WASHINGTON — The Centers for Disease Control on Monday confirmed a link between routine use of antibiotics in livestock and growing bacterial resistance that is killing at least 23,000 people a year.
The report is the first by the government to estimate how many people die annually of infections that no longer respond to antibiotics because of overuse in people and animals.
CDC Director Thomas Frieden called for urgent steps to scale back and monitor use, or risk reverting to an era when common bacterial infections of the urinary tract, bloodstream, respiratory system and skin routinely killed and maimed.
‘We will soon be in a post-antibiotic era if we’re not careful,’ Frieden said. ‘For some patients and some microbes, we are already there.’
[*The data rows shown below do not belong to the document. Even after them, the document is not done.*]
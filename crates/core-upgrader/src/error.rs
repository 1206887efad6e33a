// SPDX-License-Identifier: CC-BY-NC-ND-4.0

//! Error types for the upgrader crate

use thiserror::Error;

#[derive(Debug, Error)]
pub enum UpgraderError {
    #[error("config error: {0}")]
    Config(String),

    #[error("io error: {0}")]
    Io(#[from] std::io::Error),

    #[error("serialization error: {0}")]
    Json(#[from] serde_json::Error),

    #[error("version probe failed: {0}")]
    Probe(String),

    #[error("Asset Not Found: {name}")]
    AssetNotFound { name: String },

    #[error("asset was uploaded by {uploader}, not the release bot; download declined")]
    UntrustedAsset { uploader: String },

    #[error("download failed: {0}")]
    Download(String),

    #[error("download cancelled")]
    Cancelled,

    #[error("{0} declined")]
    Declined(String),

    #[error("install failed: {0}")]
    Install(String),

    #[error("rollback failed: {0}")]
    Rollback(String),

    #[error("restart failed: {0}")]
    Restart(String),

    #[error("permission grant failed: {0}")]
    Permission(String),
}

impl UpgraderError {
    /// Whether the user asked for this outcome (declined prompt or cancelled download)
    pub fn is_user_abort(&self) -> bool {
        matches!(
            self,
            Self::Cancelled | Self::Declined(_) | Self::UntrustedAsset { .. }
        )
    }
}

pub type Result<T> = std::result::Result<T, UpgraderError>;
The discovery of penicillin in 1928 transformed medicine. But because bacteria rapidly evolve to resist the drugs, and resistance is encouraged with each use, antibiotics are a limited resource.
2 million infections
Along with the annual fatalities, the report estimated at least 2 million antibiotic-resistant infections occur each year. Frieden said these are ‘minimal estimates’ because they count only microbes that are resistant to multiple antibiotics and include only hospital infections, omitting cases from dialysis centers, nursing homes and other medical settings.
At […]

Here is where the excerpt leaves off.